[Yt-dev] Parallelism, or, how I learned to stop worrying and love open source development

Sat Aug 21 00:28:01 PDT 2010

Hi Britton,

Thanks for your thoughtful reply.  I'm going to address some of the
technical aspects.

> I will mostly stay out of the parallelism issue, but I'll only add that I
> have been doing projections of 1024^3 unigrid data on kraken with 64 cores.
> They have gone fine for me, taking roughly 10 seconds or so each.  I also
> think an explicit list of actions that do not run in parallel is a really
> good idea.

I've assigned a ticket about the resource requirements and I'll handle
the "blacklist" of parallel actions.

For the issue of projection speed, I've never had trouble, but I also
mainly use yt for projection non-unigrids.  I believe yt scales well
to unigrids, but it is with the fixed resolution projections (which
are poorly documented) that a number of shortcuts are applied that
would help with unigrid projections.

For AMR projections I would put yt up against any other game in town.
As of the end of next week, when I finally have time to do the
QuadTree projections I wrote six months ago, we should get an order of
magnitude speedup.

> On the bugs issue, it is not clear to me how a new user can tell the
> difference between a bug and simply doing something wrong.  Either way, I
> think that the users list is succeeding in getting people's issues solved,
> provided that the issues make it there.  I think we really need to encourage
> all users to be taking all potential issues through the list first, even if
> the resolution eventually takes place off-list.  Even if the feature author
> is doing all of the talking, this makes any new knowledge public, and allows
> other people to help out if they can.  Most people already do this, but I
> would suggest again that we ask that any requests for help we receive
> directly be resent to the user list.

I agree with this.  I think we should start encouraging *very*
strongly that all questions and problems with the software be
discussed on the list.  I'm a leaky spot in the pipeline, I do
confess, but I'll try my best to redirect questions I get off list
back to on-list.

For what it's worth (and I'll address this in my reply to Jeff) I've
taken the time to clean up and add some niceties to Trac.  This
includes OpenID authentication and a link to reporting a bugs.  In the
other email I'll expand a bit.

> On the community, there clearly needs to be a balance between what users
> expect to get from the code and what the developers are obligated to
> provide.  With exceptions, a vast majority of those contributing code are
> not doing so in their spare time.  Much of this code is related to their own
> work, but a nonzero amount is stuff that simply needs to get done.  Users of
> the code need to recognize this.  However, at the same time, we as
> developers need to hold ourselves to some standards, namely, if we say the
> code does something, it better do it.  Clearly, there are situations where
> we can not deliver on this, at least not right away.  In general though, we
> need to be clear about what the code will and will not do, and see that our
> statements are and remain true.

I agree with this.  It's a tough balance, between doing what you need
to do and trying to share it, but also making sure it is useful to
other people.  I think you've summed that up nicely.
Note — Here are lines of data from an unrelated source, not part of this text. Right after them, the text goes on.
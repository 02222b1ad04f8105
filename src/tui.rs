// TUI Module - Terminal control panel: one gauge per LED channel
use anyhow::Result;
use crossterm::event::{poll, read, Event, KeyCode, KeyEvent, KeyEventKind, KeyModifiers};
use crossterm::execute;
use crossterm::terminal::{
    disable_raw_mode, enable_raw_mode, EnterAlternateScreen, LeaveAlternateScreen,
};
use ratatui::backend::CrosstermBackend;
use ratatui::layout::{Constraint, Direction, Layout, Rect};
use ratatui::style::{Color, Modifier, Style};
use ratatui::text::{Line, Span};
use ratatui::widgets::{Block, Borders, Gauge, Paragraph};
use ratatui::{Frame, Terminal};
use std::io;
use std::time::{Duration, Instant};
use tokio::runtime::Handle;
use tokio::sync::mpsc::{unbounded_channel, UnboundedReceiver, UnboundedSender};
use tracing::{debug, error};

use crate::config::LampConfig;
use crate::dispatcher::{Command, Dispatch, HttpDispatcher, Reply};
use crate::panel::{Panel, PendingColor};
use crate::types::{Channel, PanelExitReason};

const INPUT_POLL: Duration = Duration::from_millis(50);

/// A finished request on its way back to the UI loop.
#[derive(Debug)]
pub enum Completion {
    Color(PendingColor, Reply),
    Rainbow(Reply),
    Status(Reply),
}

pub struct PanelApp<D: Dispatch> {
    panel: Panel,
    dispatcher: D,
    runtime: Handle,
    tx: UnboundedSender<Completion>,
    rx: UnboundedReceiver<Completion>,
    selected: usize,
    step: u8,
    coarse_step: u8,
    poll_interval: Option<Duration>,
    last_status: Option<Instant>,
    status_in_flight: bool,
    message: String,
}

impl<D: Dispatch> PanelApp<D> {
    pub fn new(config: &LampConfig, dispatcher: D, runtime: Handle) -> Self {
        let (tx, rx) = unbounded_channel();
        PanelApp {
            panel: Panel::new(config.led_count),
            dispatcher,
            runtime,
            tx,
            rx,
            selected: 0,
            step: config.slider_step,
            coarse_step: config.slider_coarse_step,
            poll_interval: (config.status_poll_ms > 0)
                .then(|| Duration::from_millis(config.status_poll_ms)),
            last_status: None,
            status_in_flight: false,
            message: "Connecting...".to_string(),
        }
    }

    // Each request runs on its own task and reports back exactly once
    fn send(&self, command: Command, wrap: impl FnOnce(Reply) -> Completion + Send + 'static) {
        let future = self.dispatcher.dispatch(command);
        let tx = self.tx.clone();
        self.runtime.spawn(async move {
            let reply = future.await;
            // The loop may already be gone on quit; the reply is abandoned then
            let _ = tx.send(wrap(reply));
        });
    }

    pub fn select(&mut self, delta: isize) {
        let count = self.panel.sliders().len();
        if count == 0 {
            return;
        }
        self.selected = (self.selected as isize + delta).rem_euclid(count as isize) as usize;
    }

    pub fn adjust(&mut self, delta: i16) {
        let Some(slider) = self.panel.sliders().get(self.selected) else {
            return;
        };
        let value = (slider.value as i16 + delta).clamp(0, 255) as u8;
        self.set_selected(value);
    }

    pub fn set_selected(&mut self, value: u8) {
        let Some(slider) = self.panel.sliders().get(self.selected) else {
            return;
        };
        if slider.value == value {
            return;
        }
        match self.panel.begin_color_change(self.selected, value) {
            Some(pending) => {
                let command = pending.command.clone();
                self.send(command, move |reply| Completion::Color(pending, reply));
            }
            None => {
                self.message = if self.panel.mode().is_color() {
                    "Slider busy".to_string()
                } else {
                    format!("Lamp is in {} mode, sliders are locked", self.panel.mode())
                };
            }
        }
    }

    pub fn rainbow(&mut self, action: &str) {
        self.message = format!("Rainbow {}...", action);
        self.send(Panel::rainbow_command(action), Completion::Rainbow);
    }

    pub fn request_status(&mut self) {
        if self.status_in_flight {
            return;
        }
        self.status_in_flight = true;
        self.last_status = Some(Instant::now());
        self.send(Command::Status, Completion::Status);
    }

    /// Periodic resync from the lamp's authoritative state.
    pub fn poll_status(&mut self) {
        let Some(interval) = self.poll_interval else {
            return;
        };
        let due = self
            .last_status
            .map_or(true, |last| last.elapsed() >= interval);
        if due {
            self.request_status();
        }
    }

    pub fn apply(&mut self, completion: Completion) {
        match completion {
            Completion::Color(pending, reply) => {
                self.panel.finish_color_change(&pending, &reply);
                if !reply.is_success() {
                    self.message = format!("Color rejected ({}), reverted", describe(&reply));
                }
            }
            Completion::Rainbow(reply) => {
                if self.panel.finish_rainbow(&reply) {
                    self.status_in_flight = false;
                    self.request_status();
                } else {
                    self.message = format!("Rainbow failed ({})", describe(&reply));
                }
            }
            Completion::Status(reply) => {
                self.status_in_flight = false;
                self.message = if self.panel.finish_status(&reply) {
                    format!("Lamp mode: {}", self.panel.mode())
                } else {
                    format!("Status failed ({})", describe(&reply))
                };
            }
        }
    }

    /// Applies every completion that has arrived so far.
    pub fn drain(&mut self) {
        while let Ok(completion) = self.rx.try_recv() {
            self.apply(completion);
        }
    }

    pub fn handle_key(&mut self, key: KeyEvent) -> Option<PanelExitReason> {
        let coarse = key.modifiers.contains(KeyModifiers::SHIFT);
        let step = i16::from(if coarse { self.coarse_step } else { self.step });

        match key.code {
            KeyCode::Char('q') | KeyCode::Char('Q') | KeyCode::Esc => {
                return Some(PanelExitReason::UserQuit)
            }
            KeyCode::Char('c') if key.modifiers.contains(KeyModifiers::CONTROL) => {
                return Some(PanelExitReason::UserQuit)
            }
            KeyCode::Up | KeyCode::Char('k') => self.select(-1),
            KeyCode::Down | KeyCode::Char('j') => self.select(1),
            KeyCode::Left | KeyCode::Char('h') => self.adjust(-step),
            KeyCode::Right | KeyCode::Char('l') => self.adjust(step),
            KeyCode::PageDown => self.adjust(-(self.coarse_step as i16)),
            KeyCode::PageUp => self.adjust(self.coarse_step as i16),
            KeyCode::Home => self.set_selected(0),
            KeyCode::End => self.set_selected(255),
            KeyCode::Char('s') => self.rainbow("start"),
            KeyCode::Char('x') => self.rainbow("stop"),
            KeyCode::Char('p') => self.rainbow("pause"),
            KeyCode::Char('u') => self.request_status(),
            _ => {}
        }
        None
    }

    pub fn draw(&self, f: &mut Frame, lamp_url: &str) {
        let led_count = self.panel.sliders().iter().map(|s| s.led_id + 1).max().unwrap_or(0);
        let mut constraints = vec![Constraint::Length(3)];
        constraints.extend((0..led_count).map(|_| Constraint::Length(5)));
        constraints.push(Constraint::Min(0));
        constraints.push(Constraint::Length(3));

        let chunks = Layout::default()
            .direction(Direction::Vertical)
            .constraints(constraints)
            .split(f.size());

        let mode = self.panel.mode();
        let mode_style = if mode.is_color() {
            Style::default().fg(Color::Green)
        } else {
            Style::default().fg(Color::Magenta).add_modifier(Modifier::BOLD)
        };
        let header = Paragraph::new(Line::from(vec![
            Span::raw("Moodlamp | Mode: "),
            Span::styled(mode.to_string(), mode_style),
            Span::styled(
                "  ↑↓ select  ←→ adjust  s/x/p rainbow  u refresh  q quit",
                Style::default().fg(Color::Gray),
            ),
        ]))
        .block(Block::default().borders(Borders::ALL));
        f.render_widget(header, chunks[0]);

        for led_id in 0..led_count {
            self.draw_led(f, chunks[1 + led_id], led_id);
        }

        let footer = Paragraph::new(format!("Lamp: {} | {}", lamp_url, self.message))
            .block(Block::default().borders(Borders::ALL));
        f.render_widget(footer, chunks[chunks.len() - 1]);
    }

    fn draw_led(&self, f: &mut Frame, area: Rect, led_id: usize) {
        let swatch = self
            .panel
            .leds()
            .get(led_id)
            .map(|c| Color::Rgb(c.r, c.g, c.b))
            .unwrap_or(Color::DarkGray);
        let block = Block::default()
            .borders(Borders::ALL)
            .title(Span::styled(format!(" LED {} ", led_id), Style::default().fg(swatch)));
        let inner = block.inner(area);
        f.render_widget(block, area);

        let rows = Layout::default()
            .direction(Direction::Vertical)
            .constraints([Constraint::Length(1); 3])
            .split(inner);

        for (row, (index, slider)) in self
            .panel
            .sliders()
            .iter()
            .enumerate()
            .filter(|(_, s)| s.led_id == led_id)
            .enumerate()
        {
            let color = match slider.channel {
                Channel::Red => Color::Red,
                Channel::Green => Color::Green,
                Channel::Blue => Color::Blue,
            };
            let mut style = Style::default().fg(if slider.enabled { color } else { Color::DarkGray });
            if index == self.selected {
                style = style.add_modifier(Modifier::BOLD | Modifier::REVERSED);
            }
            let marker = if index == self.selected { '>' } else { ' ' };
            let gauge = Gauge::default()
                .gauge_style(style)
                .ratio(slider.value as f64 / 255.0)
                .label(format!("{} {} {:>3}", marker, slider.channel, slider.label));
            if let Some(area) = rows.get(row) {
                f.render_widget(gauge, *area);
            }
        }
    }
}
Recently I added a level-of-support grid for astro codes, of features
versus codes.  Maybe we should consider adding coarse features and a
level-of-reliability estimate.

> I think we should consider setting up a wish list, where users can submit
> ideas for features that they would like see added to the code.  This should
> be viewable by everyone.  I think this might help people stay conscious of
> the fact that if they want something, that means someone has to physically
> go and do it for them.  Maybe this will even give people the notion that
> they can do it on their own.

That would be excellent.  I've set up a new page:

http://yt.enzotools.org/wiki/WishList

that inclues my previous list of project ideas from the
GettingInvolved page and adds on a query to find all the open tickets.
 Anyone that validates with an OpenID (this may be a mistake ...) can
edit the page and add new wishlist items.  However, I've also mirrored
the hg passwords, and I'd prefer if developers logged in with those.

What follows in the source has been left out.